The Ostend East India Company conducted trade between Ostend, Trieste, Bengal, and Canton. The company was shut down by 1731, five years before my story begins, as a concession by the Habsburgs to the English, but there’s plenty of room for underground connections, not only between Ostend and Trieste, but also to places like the port at Canton, back-alleys of Bengal opium factory districts, the slave pens of pre-revolutionary San Domingo, the wilds of the Congo, and so on.)

In any case, I’m now bringing myself up to speed on alchemy and how it connects with other magical ideas common during the Renaissance and into the Enlightenment. For this, I specifically chose the book The Devil’s Doctor: Paracelsus and the World of Renaissance Magic and Science because the reviews I saw suggested it dealt less with what precedes the “and” in the subtitle (Paracelsus), and much more with what comes after it (namely, the world and ideas of Renaissance magic and science).

My story takes place a couple of centuries after Paracelsus’ time, but he’s an interesting, colorful, and important figure in alchemy. Plus, I figure a Paracelsus-like figure is something I can’t go wrong with… maybe even a descendant of the man, or something. But even if no such figure shows up in the story, it’s important research for me: even before commencing this research, I’d made references to certain of the man’s theories as part of the alchemy in my own narrative, so knowing more certainly won’t hurt.  But it’s nice to get a snapshot view of Paracelsus, Agrippa, and of the bizarre state of medical science in the 1500s (so far, at about 20% of the way through the book). Agrippa and Paracelsus alike seem to have been, well… a bit like a couple of Harlan Ellison-types within the sphere of Renaissance science/magic: that is, unapologetic loudmouthed pricks who never saw a fight they weren’t willing to jump into, managed to be a big deal in publishing within their own lifetimes, but soon enough ceased to seem to matter all that much to anyone at all, as everyone came to wonder why they were lauded so highly at all.
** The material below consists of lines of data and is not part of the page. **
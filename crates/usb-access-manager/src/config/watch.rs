use super::{Config, ConfigError, ConfigFormat};
use async_stream::stream;
use futures::{Stream, StreamExt};
use notify::{event::EventKind, RecursiveMode, Watcher as WatcherTrait};
use pin_project::pin_project;
use std::{
  path::Path,
  pin::Pin,
  task::{Context, Poll},
};
use thiserror::Error;
use tokio::{
  io,
  sync::mpsc::{self, UnboundedReceiver},
};
use tracing::{event, Level};

#[pin_project]
struct Watcher {
  watcher: notify::RecommendedWatcher,

  #[pin]
  receiver: UnboundedReceiver<notify::Result<notify::Event>>,
}

impl Watcher {
  fn new() -> Result<Self, ConfigWatcherError> {
    let (sender, receiver) = mpsc::unbounded_channel();
    let watcher = notify::recommended_watcher(move |event: notify::Result<notify::Event>| {
      let _ = sender.send(event);
    })?;

    Ok(Self { watcher, receiver })
  }

  fn watch(
    &mut self,
    path: impl AsRef<Path>,
    recursive_mode: RecursiveMode,
  ) -> Result<(), ConfigWatcherError> {
    Ok(self.watcher.watch(path.as_ref(), recursive_mode)?)
  }

  /// Drops events already queued, so one save triggers one reload.
  fn drain(&mut self) {
    while self.receiver.try_recv().is_ok() {}
  }
}

impl Stream for Watcher {
  type Item = notify::Result<notify::Event>;

  fn poll_next(mut self: Pin<&mut Self>, cx: &mut Context<'_>) -> Poll<Option<Self::Item>> {
    self.receiver.poll_recv(cx)
  }
}

#[derive(Debug, Error)]
pub enum ConfigWatcherError {
  #[error(transparent)]
  Notify(#[from] notify::Error),

  #[error(transparent)]
  Io(#[from] io::Error),
}

pub fn watch(
  file: impl AsRef<Path>,
  format: ConfigFormat,
) -> Result<impl Stream<Item = Result<Config, ConfigError>>, ConfigWatcherError> {
  let file = file.as_ref().to_owned();
  let mut watcher = Watcher::new()?;
  watcher.watch(&file, RecursiveMode::NonRecursive)?;

  Ok(stream! {
    while let Some(event) = watcher.next().await {
      match event {
        Ok(event) if matches!(event.kind, EventKind::Modify(_) | EventKind::Create(_)) => {
          watcher.drain();
          yield Config::read(&file, format).await;
        }
        Ok(_) => {}
        Err(error) => {
          event!(target: "usb-access-manager", Level::WARN, ?error, "config watcher error");
        }
      }
    }
  })
}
(For the record, if you’re looking for someone to blame homeopathy on, well, it’s a remix of an idea of Paracelsus, not that it originated with the man. Among other things, the man was the credulous curator of European and near-Eastern magical nonsense, folk myths, and junk science, mixed up willy-nilly with a number of useful insights and functional folk remedies. He was more than that, of course, but he was indeed that as well.)

I’ll follow up with another book I found online for free, William Godwin’s Lives of the Necromancers, an exhaustive study of alchemy, magic, and the occult from 1834 — about a century after the beginning of my novel-in-progress. If you’re wondering why you recognize names like Paracelsus and Agrippa, it’s probably because Godwin’s daughter, Mary Wollstonecraft-Shelley, mentioned them as the inspiration for the wicked experiments of Dr. Frankenstein. Apparently the Godwin is a bit dry, but thorough, so I’ll give it at least a good skim…
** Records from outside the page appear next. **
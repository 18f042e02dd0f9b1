mod device;
mod event_stream;

use event_stream::UdevEventStreamBuilder;
use futures::Stream;

pub use device::{scan_usb_devices, UdevDeviceError};
pub use event_stream::{UdevBuilderError, UdevEvent};

pub struct Udev;

impl Udev {
  /// Add and remove events of `usb_device` nodes.
  pub async fn watch(
  ) -> Result<impl Stream<Item = Result<UdevEvent, UdevDeviceError>>, UdevBuilderError> {
    UdevEventStreamBuilder::new()?
      .match_subsystem_devtype(device::SUBSYSTEM, device::DEVTYPE_DEVICE)
      .await?
      .listen()
      .await
  }
}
I also need to get myself up to speed on the Habsburgs, but they’re next on my list. The Habsburg Empire apparently was kind of a freakshow, so I imagine there will be ample material for my conspiracy theory in there. One book I ran across even promised some stuff specifically about alchemy (and other “weird” Habsburg insider info), so I’m likely to start there, but they’re also a pretty important bunch of people historically, and I know very little about them beyond what one learns in high school… so, plenty to read. This kind of shoots in the foot my plan of reading all the books I’d brought to Vietnam before we visit Korea, but it’s in the service of the writing, so I guess I can live with that.